Григорий Кротенко · 06/10/2011
 

— Давайте вернемся к вашей истории: в арсенале работодателя есть еще и аттестации. С вами не пытались провернуть подобное?

— Да, было дело. Но штука в том, что необходимые документы не были разработаны. По закону они не имели права проводить аттестацию. Надо ж, чтоб положение было, перед тем как ее объявлять. На собрании помахали листочком: вот, мол, положение об аттестации — давайте принимать. Кто за? Приняли.

Я взял слово и, насколько умею, разъяснил, как вообще аттестации проводятся, что нужно для этого. Есть определенная процедура в соответствии с Трудовым кодексом: создается аттестационная комиссия, выбирается представительный орган, потом идут переговоры, и так далее. Они вроде согласились. Начали работать, хорошо, были переговоры, составили документы. Вдруг, еще до принятия протокола, приносят мне на подпись положение об аттестации, датированное совсем другими числами, которые вообще не обсуждались! Сроки были уменьшены вдвое, еще что-то изменили, я уже не помню. А все дело в чем: Владимиру Ивановичу надо было уезжать. Он хотел до своего отъезда провести аттестацию, чтобы от нас, профсоюзных лидеров, избавиться «законным путем». Закончилось тем, что мы пошли в прокуратуру. И аттестация у них не состоялась.

То есть вы подали надзорную жалобу и прокуратура отменила аттестацию?

— Да, она вынесла протест, предупреждение, представление, все, что она может вынести. И аттестация не состоялась. Это тоже, конечно, подлило масла в огонь.

Затем они придумали другой выход — объявили «прослушивание». Просто листочек на стене, без печатей и подписей: тем-то и тем-то явиться на прослушивание тогда-то. Меня пересадили на последний пульт с третьего — при том что я в прослушивании не участвовал. Дело дошло до смешного: человека, который со мной жил в одном номере в Англии, заместителя концертмейстера альтов, отправили на последний пульт.

— Просто за то, что жил с вами в номере?

— Не было сказано за что. Просто пересадили, и все. Федосеев говорит на обсуждении: да, он хорошо играл. И все согласились, что хорошо играл. Но решать буду я, говорит Владимир Иванович. Ну и решает — в соответствии с Уставом. Другое дело, что никакой нормальной легитимной базы для проведения таких прослушиваний не существует. Непонятно, с какой целью это делается, где написано, каков порядок проведения таких мероприятий.
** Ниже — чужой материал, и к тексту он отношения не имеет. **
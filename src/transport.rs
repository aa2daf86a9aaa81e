//! Serving transports
//!
//! Two ways to put the bridge on the wire: a streamable-HTTP service nested
//! into an axum router, or plain stdio for hosts spawned directly by an MCP
//! client. Both expect a coordinator that has already scanned.
//!
//! Test with curl:
//! ```bash
//! # Initialize
//! curl -X POST http://localhost:4445/mcp \
//!   -H "Content-Type: application/json" \
//!   -H "Accept: application/json, text/event-stream" \
//!   -d '{"jsonrpc":"2.0","id":1,"method":"initialize","params":{"protocolVersion":"2025-03-26","capabilities":{},"clientInfo":{"name":"curl","version":"1.0"}}}'
//!
//! # List tools (session id comes from the initialize response headers)
//! curl -X POST http://localhost:4445/mcp \
//!   -H "Content-Type: application/json" \
//!   -H "Accept: application/json, text/event-stream" \
//!   -H "Mcp-Session-Id: $SESSION" \
//!   -d '{"jsonrpc":"2.0","id":2,"method":"tools/list","params":{}}'
//! ```

use std::net::SocketAddr;
use std::sync::Arc;

use axum::{
    extract::{Request, State},
    http::StatusCode,
    middleware::{self, Next},
    response::{IntoResponse, Response},
    routing::any,
};
use rmcp::transport::streamable_http_server::{
    session::local::LocalSessionManager, StreamableHttpServerConfig, StreamableHttpService,
};
use rmcp::ServiceExt;
use serde_json::json;
use tower_http::cors::{Any, CorsLayer};

use crate::lifecycle::Gantry;
use crate::mcp_bridge::GantryMcpBridge;

/// Build the HTTP router: the MCP service under the configured prefix, a
/// debug endpoint beside it, and a JSON 404 for everything else.
pub fn mcp_router(gantry: Arc<Gantry>) -> axum::Router {
    let bridge = GantryMcpBridge::new(gantry.clone());
    let mcp_service = StreamableHttpService::new(
        move || Ok(bridge.clone()),
        LocalSessionManager::default().into(),
        StreamableHttpServerConfig::default(),
    );

    let prefix = gantry.config().mcp_path_prefix.clone();
    axum::Router::new()
        .nest_service(&prefix, mcp_service)
        .route("/debug", any(debug_handler))
        .fallback(fallback_handler)
        .layer(middleware::from_fn(log_request_middleware))
        .layer(
            CorsLayer::new()
                .allow_origin(Any)
                .allow_methods(Any)
                .allow_headers(Any),
        )
        .with_state(gantry)
}

/// Middleware to log HTTP requests
async fn log_request_middleware(request: Request, next: Next) -> Response {
    let method = request.method().clone();
    let uri = request.uri().clone();

    tracing::debug!("MCP adapter: {} {}", method, uri);

    next.run(request).await
}

/// Debug endpoint: current lifecycle state and the exposed surface.
async fn debug_handler(State(gantry): State<Arc<Gantry>>) -> impl IntoResponse {
    let config = gantry.config();
    let registrations = match gantry.maps() {
        Some(maps) => json!({
            "hash": maps.compute_hash(),
            "tools": maps.tools().iter().map(|t| t.name.clone()).collect::<Vec<_>>(),
            "resources": maps
                .resources()
                .iter()
                .map(|r| r.template.raw().to_string())
                .collect::<Vec<_>>(),
        }),
        None => json!(null),
    };

    let info = json!({
        "server": config.server_name,
        "state": gantry.state(),
        "mcp_endpoint": config.mcp_path_prefix,
        "auth_required": config.auth_required,
        "registrations": registrations,
    });

    (
        StatusCode::OK,
        [("content-type", "application/json")],
        serde_json::to_string_pretty(&info).unwrap_or_default(),
    )
}

/// Fallback handler
async fn fallback_handler(State(gantry): State<Arc<Gantry>>, request: Request) -> impl IntoResponse {
    let uri = request.uri().clone();
    tracing::warn!("MCP adapter: Unmatched route: {}", uri);

    (
        StatusCode::NOT_FOUND,
        [("content-type", "application/json")],
        format!(
            r#"{{"error": "Not found", "hint": "MCP endpoint is at {}"}}"#,
            gantry.config().mcp_path_prefix
        ),
    )
}

/// Serve the bridge over streamable HTTP at the configured address.
pub async fn serve_http(gantry: Arc<Gantry>) -> anyhow::Result<()> {
    let addr: SocketAddr = gantry.config().bind_addr().parse()?;
    let prefix = gantry.config().mcp_path_prefix.clone();
    let app = mcp_router(gantry);

    let listener = tokio::net::TcpListener::bind(addr).await?;
    tracing::info!("MCP adapter listening on http://{}{}", addr, prefix);

    axum::serve(listener, app).await?;
    Ok(())
}

/// Serve the bridge on stdin/stdout.
///
/// Blocks until the client disconnects (stdin EOF) or the process is
/// terminated.
pub async fn serve_stdio(gantry: Arc<Gantry>) -> anyhow::Result<()> {
    let bridge = GantryMcpBridge::new(gantry);
    let running = bridge
        .serve((tokio::io::stdin(), tokio::io::stdout()))
        .await
        .map_err(|e| anyhow::anyhow!("MCP server init error: {e}"))?;
    running
        .waiting()
        .await
        .map_err(|e| anyhow::anyhow!("MCP server error: {e}"))?;
    Ok(())
}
Должен быть приказ. Ничего нет, никаких документов. Так же как нет положения о конкурсе. По закону наш оркестр даже конкурс не может провести.

— То есть внутриоркестровая жизнь никак не регламентирована, кроме как волей хозяина?

— Диктатура, с которой мы якобы боремся в обществе, в оркестре живет и процветает. Мы ж крепостные музыканты фактически. Если раньше хоть можно было куда-то пожаловаться, то сейчас обратиться некуда. Правда, прокуратура делает все, что может, но у нее возможности не очень большие, надо сказать прямо.

— Законных оснований не так уж и много, чтобы вмешиваться в деятельность оркестра?

— Трудовое законодательство еще как-то помогает, слава Богу, еще не ввели 60-часовую неделю. У нас, у музыкантов, положение особенное, вы ж знаете, мы стоим особняком, и не все особенности нашей жизни вписываются в это законодательство. И где надо, оркестровое начальство активно пользуется этим законодательством, а где не надо, они делают вид, что не замечают его.

Когда были переговоры с заместителем директора по поводу содержания и смысла трудовых договоров: что там должно быть, что не должно, я ему принес типовой контракт — в качестве образца — оркестра Сан-Франциско. Это толстая книжка. Мелким почерком с двух сторон листа. Там расписаны все движения: кто куда доезжает, за что ответственность несет, как это оплачивается или не оплачивается, на что музыкант имеет право, а на что нет, — все от «а» до «я» расписано. Замдиректора мне сказал так: это все замечательно, но мы так жить не можем. Мы ведь люди творческие, у нас сегодня эдак, а завтра наоборот…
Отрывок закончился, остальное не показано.